La Iglesia, pues, con renovado sentido de responsabilidad sigue proponiendo el matrimonio, en sus elementos esenciales −prole, bien de los cónyuges, unidad, indisolubilidad, sacramentalidad[6]−, no como un ideal para pocos, a pesar de los modernos modelos centrados en lo efímero y en lo transitorio, sino como una realidad que, con la gracia de Cristo, puede ser vivida por todos los fieles bautizados. Y por eso, con mayor razón, la urgencia pastoral, que implica a todas las estructuras de la Iglesia, lleva a converger en un común intento ordenado a la preparación adecuada al matrimonio, en una especie de nuevo catecumenado −subrayo esto: en una especie de nuevo catecumenado− tan deseado por algunos Padres Sinodales[7].
Queridos hermanos, el tiempo que vivimos es muy comprometido, tanto para las familias como para nosotros los pastores, que estamos llamados a acompañarlas. Con esta conciencia os deseo un buen trabajo para el nuevo año que el Señor nos da. Os aseguro mi oración y cuento yo también con la vuestra. Que la Virgen y san José obtengan que la Iglesia crezca en el espíritu de familia y que las familias se sientan cada vez más parte viva y activa del pueblo de Dios. Gracias.
Fuente: vatican.va.
Traducción de Luis Montoya.
[1] PÍO XII, Alocución a la Rota Romana del 1-X-1940 (L’Osservatore Romano, 2-X-1940, p. 1).
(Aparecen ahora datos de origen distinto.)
impl CatalogEditor {
    /// Create a new instance of the application
    fn new(settings: Settings) -> (Self, Task<Message>) {
        let catalog = Catalog::new();
        let mut thumbnails = ThumbnailCache::new();
        thumbnails.refresh(catalog.slots());

        let autoload = Task::perform(
            local::read_snapshot(settings.data_file.clone()),
            Message::AutoloadComplete,
        );

        let editor = CatalogEditor {
            catalog,
            remote: SqliteRemote::new(settings.remote_dir.clone()),
            pending: PendingEdits::new(Duration::from_millis(settings.name_debounce_ms)),
            settings,
            filter: Filter::All,
            held: None,
            thumbnails,
            remote_busy: false,
            bulk_busy: false,
            status: "Ready.".to_string(),
        };

        (editor, autoload)
    }

    /// Handle application messages and update state
    fn update(&mut self, message: Message) -> Task<Message> {
        match message {
            Message::AutoloadComplete(result) => {
                match result.and_then(|json| local::import_json(&mut self.catalog, &json)) {
                    Ok(count) => {
                        info!("Loaded saved catalog data ({} slots)", count);
                        self.refresh_thumbnails();
                        self.status = format!(
                            "Loaded {} products from {}",
                            self.catalog.populated_count(),
                            self.settings.data_file.display()
                        );
                    }
                    Err(e) if e.is_not_found() => info!("No saved catalog data"),
                    Err(e) => warn!("Could not load saved catalog data: {}", e),
                }
                Task::none()
            }
            Message::BulkUpload => self.start_bulk_upload(),
            Message::BulkCompressed(batch) => {
                self.bulk_busy = false;
                self.flush_pending();

                let images = batch.images.iter().map(CompressedImage::to_image_ref);
                let report = grid::place_bulk(&mut self.catalog, images, batch.failed);
                self.refresh_thumbnails();

                self.status = format!(
                    "{}개 이미지가 제품 {}번부터 추가되었습니다! (실패 {}, 공간 부족 {})",
                    report.placed,
                    report.start + 1,
                    report.failed,
                    report.dropped
                );
                notify(MessageLevel::Info, "이미지 일괄 업로드", &self.status);
                Task::none()
            }
            Message::ImageCompressed(index, layout, result) => {
                match result {
                    Ok(image) => {
                        let placed = self.dispatch(GridCommand::ReplaceImage {
                            index,
                            layout,
                            image: image.to_image_ref(),
                        });
                        if !placed {
                            self.status = format!(
                                "Image for product {} was discarded because cards were moved",
                                index + 1
                            );
                            notify(
                                MessageLevel::Warning,
                                "이미지 처리",
                                "이미지 처리 중 제품 순서가 바뀌어 이미지를 적용하지 않았습니다. 다시 선택해주세요.",
                            );
                        }
                    }
                    Err(e) => self.fail("이미지 처리", &e),
                }
                Task::none()
            }
            Message::Export => self.export(),
            Message::Exported(result) => {
                match result {
                    Ok(path) => {
                        self.status = format!("Saved to {}", path.display());
                        notify(MessageLevel::Info, "저장", "데이터가 저장되었습니다!");
                    }
                    Err(e) => self.fail("저장", &e),
                }
                Task::none()
            }
            Message::Import => {
                let picked = FileDialog::new()
                    .set_title("Open catalog data")
                    .add_filter("JSON", &["json"])
                    .pick_file();

                match picked {
                    Some(path) => Task::perform(local::read_snapshot(path), Message::Imported),
                    None => Task::none(),
                }
            }
            Message::Imported(result) => {
                self.flush_pending();
                match result.and_then(|json| local::import_json(&mut self.catalog, &json)) {
                    Ok(count) => {
                        self.held = None;
                        self.refresh_thumbnails();
                        self.status = format!("Imported {} slots", count);
                        notify(MessageLevel::Info, "불러오기", "데이터를 불러왔습니다!");
                    }
                    Err(e) => self.fail("불러오기", &e),
                }
                Task::none()
            }
            Message::RemoteSave => {
                if self.remote_busy {
                    return Task::none();
                }
                self.flush_pending();
                self.remote_busy = true;
                self.status = "Saving to remote catalog...".to_string();

                let store = self.remote.clone();
                let slots = self.catalog.slots().to_vec();
                Task::perform(
                    async move { remote::save(&store, slots).await },
                    Message::RemoteSaved,
                )
            }
            Message::RemoteSaved(result) => {
                self.remote_busy = false;
                match result {
                    Ok(report) => {
                        let adopted = report.apply_to(&mut self.catalog);
                        self.refresh_thumbnails();
                        self.status = format!(
                            "Saved {} products to the remote catalog ({} images uploaded)",
                            report.written, adopted
                        );
                        notify(MessageLevel::Info, "원격 저장", "원격 카탈로그에 저장되었습니다!");
                    }
                    Err(e) => self.fail("원격 저장", &e),
                }
                Task::none()
            }
            Message::RemoteLoad => {
                if self.remote_busy {
                    return Task::none();
                }
                self.remote_busy = true;
                self.status = "Loading remote catalog...".to_string();

                let store = self.remote.clone();
                Task::perform(
                    async move { remote::fetch(&store, CATALOG_CAPACITY).await },
                    Message::RemoteLoaded,
                )
            }
            Message::RemoteLoaded(result) => {
                self.remote_busy = false;
                match result {
                    Ok(fetched) if fetched.is_empty() => {
                        self.status = "Remote catalog is empty, nothing to load".to_string();
                    }
                    Ok(fetched) => {
                        self.flush_pending();
                        self.held = None;
                        let count = remote::apply_fetched(&mut self.catalog, fetched);
                        self.refresh_thumbnails();
                        self.status = format!("Loaded {} products from the remote catalog", count);
                    }
                    Err(e) => self.fail("원격 불러오기", &e),
                }
                Task::none()
            }
            Message::OpenViewer => {
                if let Err(e) = spawn_viewer(&self.settings.data_file) {
                    self.fail("카탈로그 보기", &CatalogError::from(e));
                }
                Task::none()
            }
            Message::FilterSelected(filter) => {
                self.filter = filter;
                Task::none()
            }
            Message::Card(index, event) => self.on_card(index, event),
            Message::Tick(now) => {
                for (index, name) in self.pending.take_due(now) {
                    grid::apply(&mut self.catalog, GridCommand::SetName { index, name });
                }
                Task::none()
            }
        }
    }

    fn on_card(&mut self, index: usize, event: CardEvent) -> Task<Message> {
        match event {
            CardEvent::PickImage => {
                let picked = FileDialog::new()
                    .set_title("Select product image")
                    .add_filter("Images", IMAGE_EXTENSIONS)
                    .pick_file();

                if let Some(path) = picked {
                    let layout = self.catalog.layout();
                    return Task::perform(
                        media::compress_file(path, self.settings.max_image_kb, self.settings.max_dimension),
                        move |result| Message::ImageCompressed(index, layout, result),
                    );
                }
            }
            CardEvent::NameInput(value) => self.pending.stage(index, value, Instant::now()),
            CardEvent::CategorySelected(category) => {
                self.dispatch(GridCommand::SetCategory { index, category });
            }
            CardEvent::Rotate => {
                self.dispatch(GridCommand::Rotate { index });
            }
            CardEvent::Delete => {
                self.dispatch(GridCommand::Delete { index });
            }
            CardEvent::Grab => {
                self.held = if self.held == Some(index) { None } else { Some(index) };
            }
            CardEvent::DropHere => {
                if let Some(from) = self.held.take() {
                    self.dispatch(GridCommand::Swap { from, to: index });
                }
            }
        }
        Task::none()
    }

    /// Apply one grid command to the catalog, returning whether it applied
    fn dispatch(&mut self, command: GridCommand) -> bool {
        // Buffered names belong to the positions they were typed into
        if command.is_structural() {
            self.flush_pending();
            self.held = None;
        }
        let moves_images = command.is_structural()
            || matches!(command, GridCommand::SetImage { .. } | GridCommand::ReplaceImage { .. });

        let applied = grid::apply(&mut self.catalog, command);

        if applied && moves_images {
            self.refresh_thumbnails();
        }
        applied
    }

    /// Commit every buffered name edit immediately
    fn flush_pending(&mut self) {
        for (index, name) in self.pending.take_all() {
            grid::apply(&mut self.catalog, GridCommand::SetName { index, name });
        }
    }

    fn refresh_thumbnails(&mut self) {
        self.thumbnails.refresh(self.catalog.slots());
    }

    fn start_bulk_upload(&mut self) -> Task<Message> {
        if self.bulk_busy {
            return Task::none();
        }

        let Some(files) = FileDialog::new()
            .set_title("Select product images")
            .add_filter("Images", IMAGE_EXTENSIONS)
            .pick_files()
        else {
            return Task::none();
        };

        let limit = grid::bulk_capacity(&self.catalog);
        if limit == 0 {
            self.status = "No empty product slots left".to_string();
            notify(MessageLevel::Warning, "이미지 일괄 업로드", "비어있는 제품 칸이 없습니다.");
            return Task::none();
        }

        info!("Bulk upload of {} files ({} free slots)", files.len(), limit);
        self.bulk_busy = true;
        self.status = format!("Compressing {} images...", files.len());

        Task::perform(
            grid::compress_batch(files, limit, self.settings.max_image_kb, self.settings.max_dimension),
            Message::BulkCompressed,
        )
    }

    fn export(&mut self) -> Task<Message> {
        self.flush_pending();

        let json = match local::export_json(&self.catalog) {
            Ok(json) => json,
            Err(e) => {
                self.fail("저장", &e);
                return Task::none();
            }
        };

        let mut dialog = FileDialog::new()
            .set_title("Save catalog data")
            .add_filter("JSON", &["json"])
            .set_file_name(SNAPSHOT_FILE_NAME);
        if let Some(dir) = self.settings.data_file.parent() {
            dialog = dialog.set_directory(dir);
        }

        match dialog.save_file() {
            Some(path) => Task::perform(local::write_snapshot(path, json), Message::Exported),
            None => Task::none(),
        }
    }

    /// Log a failed operation and tell the user about it
    fn fail(&mut self, operation: &str, err: &CatalogError) {
        error!("{} failed: {}", operation, err);
        self.status = grid::describe_failure(operation, err);
        notify(MessageLevel::Error, operation, &self.status);
    }

    /// Build the user interface
    fn view(&self) -> Element<Message> {
        let remote_ready = !self.remote_busy;

        let toolbar = row![
            button("📁 이미지 일괄 업로드")
                .on_press_maybe((!self.bulk_busy).then_some(Message::BulkUpload)),
            button("💾 저장").on_press(Message::Export),
            button("📂 불러오기").on_press(Message::Import),
            button(if self.remote_busy { "☁ 처리 중..." } else { "☁ 원격 저장" })
                .on_press_maybe(remote_ready.then_some(Message::RemoteSave)),
            button("☁ 원격 불러오기").on_press_maybe(remote_ready.then_some(Message::RemoteLoad)),
            button("👁 카탈로그 보기").on_press(Message::OpenViewer),
        ]
        .spacing(10);

        let filters = Filter::options().into_iter().fold(row![].spacing(6), |filters, filter| {
            let style: fn(&Theme, button::Status) -> button::Style = if filter == self.filter {
                button::primary
            } else {
                button::secondary
            };
            filters.push(
                button(text(filter.label()).size(13))
                    .style(style)
                    .on_press(Message::FilterSelected(filter)),
            )
        });

        let cards: Vec<Element<Message>> = self
            .filter
            .visible_indices(&self.catalog)
            .into_iter()
            .filter_map(|index| {
                let slot = self.catalog.get(index)?;
                let name = self.pending.get(index).unwrap_or(slot.name.as_str());
                let card = card::view(index, slot, name, self.thumbnails.get(index), self.held);
                Some(card.map(|(index, event)| Message::Card(index, event)))
            })
            .collect();

        let content: Column<Message> = column![
            row![
                text("제품 카탈로그 편집").size(32).width(Length::Fill),
                text(format!(
                    "{} / {} products",
                    self.catalog.populated_count(),
                    CATALOG_CAPACITY
                ))
                .size(16),
            ]
            .align_y(Alignment::Center),
            toolbar,
            filters,
            text(&self.status).size(14),
            scrollable(Wrap::with_elements(cards)).height(Length::Fill),
        ]
        .spacing(14)
        .padding(20);

        container(content)
            .width(Length::Fill)
            .height(Length::Fill)
            .into()
    }

    /// Commit debounced name edits while any are waiting
    fn subscription(&self) -> Subscription<Message> {
        if self.pending.is_empty() {
            Subscription::none()
        } else {
            iced::time::every(TICK).map(Message::Tick)
        }
    }

    /// Set the application theme
    fn theme(&self) -> Theme {
        Theme::Dark
    }
}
[2] “Quizá todo este flagelo tiene un nombre extremadamente genérico, pero en este caso trágicamente verdadero, y es egoísmo. Si el egoísmo gobierna el reino del amor humano, que es precisamente la familia, lo envilece, lo entristece, lo disuelve. El arte de amar no es tan fácil como comúnmente se cree. No basta el instinto para enseñarlo. La pasión mucho menos. El placer tampoco” (G.B. MONTINI, Carta pastoral a la archidiócesis ambrosiana al comienzo de la Cuaresma de 1960).
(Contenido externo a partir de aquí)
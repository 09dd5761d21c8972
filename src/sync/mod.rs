/// Catalog synchronization module
///
/// This module handles:
/// - Exporting and importing the local JSON snapshot (local.rs)
/// - Saving and loading through a remote catalog service (remote.rs)
/// - A bundled remote store backed by SQLite and blob files (sqlite.rs)

pub mod local;
pub mod remote;
pub mod sqlite;

pub use remote::{RemoteCatalog, RemoteRecord, SaveReport};
pub use sqlite::SqliteRemote;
[3] Cfr. PÍO XI, Enc. Casti connubii, 31-XII-1930.
[4] B. PABLO VI, Discurso al XIII Congreso Nacional del Centro Italiano Femenino, 12-II-1966. San Juan Pablo II en la Carta a las familias afirmaba que la familia es camino de la Iglesia: «el primero y el más importante» (Gratissimam sane, 2-II-1994, 2).
[5] Audiencia General, 7-X-2015.
[6] Cfr. AUGUSTINUS, De bono coniugali, 24, 32; De Genesi ad litteram, 9, 7, 12.
[7] “Esta preparación al matrimonio, pensamos, será ágil, si la formación de una familia se presenta desde la juventud, y si se comprende por quien pretende fundar su propio hogar como una vocación, como una misión, como un gran deber, que da a la vida un altísimo fin, y la llena de sus dones y de sus virtudes. Esta presentación ni deforma ni exagera la realidad” (G.B. MONTINI, Carta pastoral a la archidiócesis ambrosiana... cit.).